[24] Math. Annalen, vol. 51 and Nachrichten d. K. Ges. d. Wiss. zu Göttingen, 1898.
10. DETERMINATION OF THE SOLVABILITY OF A DIOPHANTINE EQUATION.
Given a diophantine equation with any number of unknown quantities and with rational integral numerical coefficients: To devise a process according to which it can be determined by a finite number of operations whether the equation is solvable in rational integers.
11. QUADRATIC FORMS WITH ANY ALGEBRAIC NUMERICAL COEFFICIENTS.
Our present knowledge of the theory of quadratic number fields[25] puts us in a position to attack successfully the theory of quadratic forms with any number of variables and with any algebraic numerical coefficients. This leads in particular to the interesting problem: to solve a given quadratic equation with algebraic numerical coefficients in any number of variables by integral or fractional numbers belonging to the algebraic realm of rationality determined by the coefficients.

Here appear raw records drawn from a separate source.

//! Card window management for the patient record desktop
//!
//! Clinical records (appointments, lab results, messages, prescriptions,
//! diagnoses, SOAP notes) open as floating cards over the patient view. This
//! crate owns their geometry and stacking:
//! - Card store (open, close, move, resize, focus)
//! - Drag and resize state machine with viewport and size clamping
//! - Z-index bands (tray, normal, expanded, maximized, chrome, dropdowns)
//! - Minimize to tray, maximize, restore
//! - Grid tiling and group stacking
//! - Dropdown positioning
//!
//! ## Architecture
//!
//! - [`math`]: Geometry primitives (`Vec2`, `Size`, `Rect`)
//! - [`card`]: Card model, constraints, chrome regions, group keys
//! - [`zindex`]: Banded z-index allocation
//! - [`store`]: The single write path for card state
//! - [`input`]: Drag/resize state and resize math
//! - [`layout`]: Tiling and group stacking plans
//! - [`dropdown`]: Menu placement next to a trigger
//! - [`events`]: Outbound notifications
//! - [`config`]: TOML-loadable tuning constants
//!
//! ## Example
//!
//! ```rust
//! use card_desktop::{CardConfig, CardEngine, CardKind, EngineConfig, Size, Vec2};
//!
//! let mut engine = CardEngine::new(EngineConfig::default());
//! engine.init(1280.0, 800.0);
//!
//! let id = engine.open_card(
//!     CardConfig::new(CardKind::LabResult)
//!         .with_position(Vec2::new(120.0, 100.0))
//!         .with_size(Size::new(480.0, 360.0)),
//! );
//! engine.on_minimize(id);
//! assert_eq!(engine.status().minimized, 1);
//! ```
//!
//! ## Design Principles
//!
//! 1. **Single writer**: all mutation goes through the engine and its store
//! 2. **Clamp, don't fail**: bad geometry is corrected, unknown ids are ignored
//! 3. **Opaque content**: card payloads pass through untouched
//! 4. **Pure layouts**: tiling, stacking and dropdown placement are functions

pub mod card;
pub mod config;
pub mod dropdown;
pub mod error;
pub mod events;
pub mod input;
pub mod layout;
pub mod math;
pub mod store;
pub mod zindex;

mod engine;
mod viewport;

// WASM exports (only available with "wasm" feature)
#[cfg(feature = "wasm")]
mod wasm;
#[cfg(feature = "wasm")]
pub use wasm::*;

// Re-export core types for convenience
pub use card::{
    Card, CardConfig, CardId, CardKind, CardRegion, CardState, GroupBy, GroupKeys, Priority,
    ResizeHandle, SizeConstraints,
};
pub use config::EngineConfig;
pub use dropdown::{AnchorId, DropdownPlacement, ViewportGeometry};
pub use engine::{CardEngine, EngineCommand};
pub use error::{ConfigError, InvariantViolation};
pub use events::{CardStatus, EngineEvent};
pub use input::{InputResult, PointerTarget};
pub use math::{Rect, Size, Vec2};
pub use store::CardStore;
pub use viewport::Viewport;
pub use zindex::Band;
//! Width/height pair used for card dimensions and constraints

use serde::{Deserialize, Serialize};
use super::Vec2;

/// 2D size for width and height
#[derive(Clone, Copy, Debug, Default, PartialEq, Serialize, Deserialize)]
pub struct Size {
    pub width: f32,
    pub height: f32,
}

impl Size {
    /// Zero size
    pub const ZERO: Size = Size {
        width: 0.0,
        height: 0.0,
    };

    /// Create a new size
    #[inline]
    pub const fn new(width: f32, height: f32) -> Self {
        Self { width, height }
    }

    /// Convert to Vec2
    #[inline]
    pub fn as_vec2(self) -> Vec2 {
        Vec2::new(self.width, self.height)
    }

    /// Check if size is zero or negative
    #[inline]
    pub fn is_empty(self) -> bool {
        self.width <= 0.0 || self.height <= 0.0
    }

    /// Get aspect ratio (width / height), 1.0 for degenerate heights
    #[inline]
    pub fn aspect_ratio(self) -> f32 {
        if self.height > 0.0 {
            self.width / self.height
        } else {
            1.0
        }
    }

    /// Component-wise minimum
    #[inline]
    pub fn min(self, other: Size) -> Self {
        Self::new(self.width.min(other.width), self.height.min(other.height))
    }

    /// Component-wise maximum
    #[inline]
    pub fn max(self, other: Size) -> Self {
        Self::new(self.width.max(other.width), self.height.max(other.height))
    }

    /// Clamp size to minimum and maximum.
    ///
    /// When `min` exceeds `max` on an axis the minimum wins.
    #[inline]
    pub fn clamp(self, min: Size, max: Size) -> Self {
        Self::new(
            self.width.min(max.width).max(min.width),
            self.height.min(max.height).max(min.height),
        )
    }

    /// Check that `self` lies within `[min, max]` on both axes
    #[inline]
    pub fn fits_within(self, min: Size, max: Size) -> bool {
        self.width >= min.width
            && self.width <= max.width
            && self.height >= min.height
            && self.height <= max.height
    }
}
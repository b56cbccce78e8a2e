//! Input result type

use serde::Serialize;

use crate::card::CardId;

/// Result of input handling
#[derive(Clone, Debug, PartialEq, Serialize)]
#[serde(tag = "type", rename_all = "lowercase")]
pub enum InputResult {
    /// Input was consumed by the engine
    Handled,
    /// Input did not hit anything the engine manages
    Unhandled,
    /// Input belongs to the card body's own controls
    Forward {
        card_id: CardId,
        /// Pointer position relative to the card origin
        local_x: f32,
        local_y: f32,
    },
}

impl InputResult {
    #[inline]
    pub fn is_handled(&self) -> bool {
        matches!(self, InputResult::Handled | InputResult::Forward { .. })
    }

    #[inline]
    pub fn is_forward(&self) -> bool {
        matches!(self, InputResult::Forward { .. })
    }
}
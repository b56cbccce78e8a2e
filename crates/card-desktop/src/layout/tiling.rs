//! Grid tiling ("arrange all")

use crate::card::Card;
use crate::config::LayoutConfig;
use crate::viewport::Viewport;
use super::{shared_bounds, GridSpec, LayoutPlan, Placement};

/// Give each card its own cell, row-major in the given order.
///
/// Cell sizes honor the tightest constraints across all cards, and each card
/// is then clamped to its own constraints inside its cell, so no two cards
/// overlap. Z-indices run upward from `z_start` in tiling order.
pub fn tile(cards: &[&Card], viewport: &Viewport, config: &LayoutConfig, z_start: u32) -> LayoutPlan {
    if cards.is_empty() {
        return LayoutPlan::default();
    }

    let grid = GridSpec::for_count(
        cards.len(),
        viewport.usable_rect(),
        shared_bounds(cards),
        config.default_card_size,
    );

    let placements = cards
        .iter()
        .enumerate()
        .map(|(k, card)| Placement {
            card_id: card.id,
            position: grid.cell_origin(k),
            dimensions: card.constraints.clamp(grid.cell),
            z_index: z_start.saturating_add(k as u32),
        })
        .collect();

    LayoutPlan { placements }
}

#[cfg(test)]
mod tests {
    use super::*;
    use crate::card::test_support::card;
    use crate::config::ViewportConfig;
    use crate::math::{Size, Vec2};

    fn viewport() -> Viewport {
        Viewport::with_config(1200.0, 800.0, &ViewportConfig::default())
    }

    fn cards(n: u64) -> Vec<Card> {
        (1..=n)
            .map(|id| card(id, Vec2::new(10.0 * id as f32, 100.0), Size::new(400.0, 300.0)))
            .collect()
    }

    #[test]
    fn test_tile_empty() {
        let plan = tile(&[], &viewport(), &LayoutConfig::default(), 0);
        assert!(plan.is_empty());
    }

    #[test]
    fn test_tile_four_cards() {
        let owned = cards(4);
        let refs: Vec<&Card> = owned.iter().collect();
        let plan = tile(&refs, &viewport(), &LayoutConfig::default(), 1_000);

        assert_eq!(plan.len(), 4);
        let first = plan.get(1).unwrap();
        assert_eq!(first.position, Vec2::new(0.0, 64.0));
        assert_eq!(first.dimensions, Size::new(400.0, 344.0));
        assert_eq!(first.z_index, 1_000);

        let fourth = plan.get(4).unwrap();
        assert_eq!(fourth.position, Vec2::new(0.0, 408.0));
        assert_eq!(fourth.z_index, 1_003);
    }

    #[test]
    fn test_tile_no_overlap() {
        let owned = cards(7);
        let refs: Vec<&Card> = owned.iter().collect();
        let plan = tile(&refs, &viewport(), &LayoutConfig::default(), 0);

        for (i, a) in plan.placements.iter().enumerate() {
            for b in &plan.placements[i + 1..] {
                let ra = crate::math::Rect::from_pos_size(a.position, a.dimensions);
                let rb = crate::math::Rect::from_pos_size(b.position, b.dimensions);
                assert!(!ra.intersects(&rb), "{:?} overlaps {:?}", a, b);
            }
        }
    }

    #[test]
    fn test_tile_single_card_is_clamped_to_max() {
        let owned = cards(1);
        let refs: Vec<&Card> = owned.iter().collect();
        let plan = tile(&refs, &viewport(), &LayoutConfig::default(), 0);
        assert_eq!(plan.placements[0].dimensions, Size::new(1000.0, 688.0));
    }
}
//! Card model
//!
//! A card is one floating window: geometry, stacking order, mode and the
//! opaque clinical payload it renders.

#[allow(clippy::module_inception)]
mod card;
mod chrome;
mod config;
mod constraints;
mod content;
mod group;
mod region;

pub use card::{Card, CardKind, CardState, GeometrySnapshot};
#[cfg(test)]
pub(crate) use card::test_support;
pub use chrome::{ChromeStyle, CHROME};
pub use config::CardConfig;
pub use constraints::{SizeBounds, SizeConstraints};
pub use content::{CardContent, ContentStatus};
pub use group::{GroupBy, GroupKey, GroupKeys, Priority};
pub use region::{CardRegion, ResizeHandle};

/// Unique card identifier, never reused within a session
pub type CardId = u64;
//! Pointer interaction state machine
//!
//! Drag and resize hold transient state here, separate from the card store.
//! Every pointer move commits to the store immediately, so ending or losing
//! an interaction never has anything to roll back.

mod drag;
mod result;
mod router;
mod target;

pub use drag::DragState;
pub use result::InputResult;
pub use router::InputRouter;
pub use target::{ElementKind, PointerTarget};

use crate::card::{ResizeHandle, SizeBounds};
use crate::math::{Size, Vec2};
use crate::viewport::Viewport;

/// Calculate new position and size for a resize by `delta` from the start
/// geometry.
///
/// Sizes are clamped to `bounds`; the edge opposite the dragged handle stays
/// anchored even when clamping kicks in, and the moving west/north edge never
/// crosses into the reserved band or off the left of the viewport.
pub fn calculate_resize(
    handle: ResizeHandle,
    start_pos: Vec2,
    start_size: Size,
    delta: Vec2,
    bounds: &SizeBounds,
    viewport: &Viewport,
) -> (Vec2, Size) {
    let usable = viewport.usable_rect();
    let mut new_pos = start_pos;
    let mut new_size = start_size;

    if handle.moves_east() {
        let room = usable.right() - start_pos.x;
        new_size.width = fit_axis(start_size.width + delta.x, bounds.min.width, bounds.max.width, room);
    }
    if handle.moves_west() {
        let right = start_pos.x + start_size.width;
        let room = right - usable.x;
        new_size.width = fit_axis(start_size.width - delta.x, bounds.min.width, bounds.max.width, room);
        new_pos.x = right - new_size.width;
    }
    if handle.moves_south() {
        let room = usable.bottom() - start_pos.y;
        new_size.height = fit_axis(start_size.height + delta.y, bounds.min.height, bounds.max.height, room);
    }
    if handle.moves_north() {
        let bottom = start_pos.y + start_size.height;
        let room = bottom - usable.y;
        new_size.height = fit_axis(start_size.height - delta.y, bounds.min.height, bounds.max.height, room);
        new_pos.y = bottom - new_size.height;
    }

    (new_pos, new_size)
}

/// Clamp a candidate length to `[min, min(max, room)]`; `min` always wins
fn fit_axis(candidate: f32, min: f32, max: f32, room: f32) -> f32 {
    candidate.min(max.min(room)).max(min)
}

The following important problem may form a transition to algebra and the theory of functions:
[25] Hilbert, "Ueber den Dirichlet'schen biquadratischen Zahlenkörper," Math. Annalen, vol. 45; "Ueber die Theorie der relativquadratischen Zahlenkörper," Jahresber. d. Deutschen Mathematiker-Vereinigung, 1897, and Math. Annalen, vol. 51; "Ueber die Theorie der relativ-Abelschen Körper," Nachrichten d. K. Ges. d. Wiss. zu Göttingen, 1898; Grundlagen der Geometrie, Leipzig, 1899, Chap. VIII, § 83 [Translation by Townsend, Chicago, 1902]. Cf. also the dissertation of G. Rückle, Göttingen, 1901.
12. EXTENSION OF KRONECKER'S THEOREM ON ABELIAN FIELDS TO ANY ALGEBRAIC REALM OF RATIONALITY.
The theorem that every abelian number field arises from the realm of rational numbers by the composition of fields of roots of unity is due to Kronecker. This fundamental theorem in the theory of integral equations contains two statements, namely:
First. It answers the question as to the number and existence of those equations which have a given degree, a given abelian group and a given discriminant with respect to the realm of rational numbers.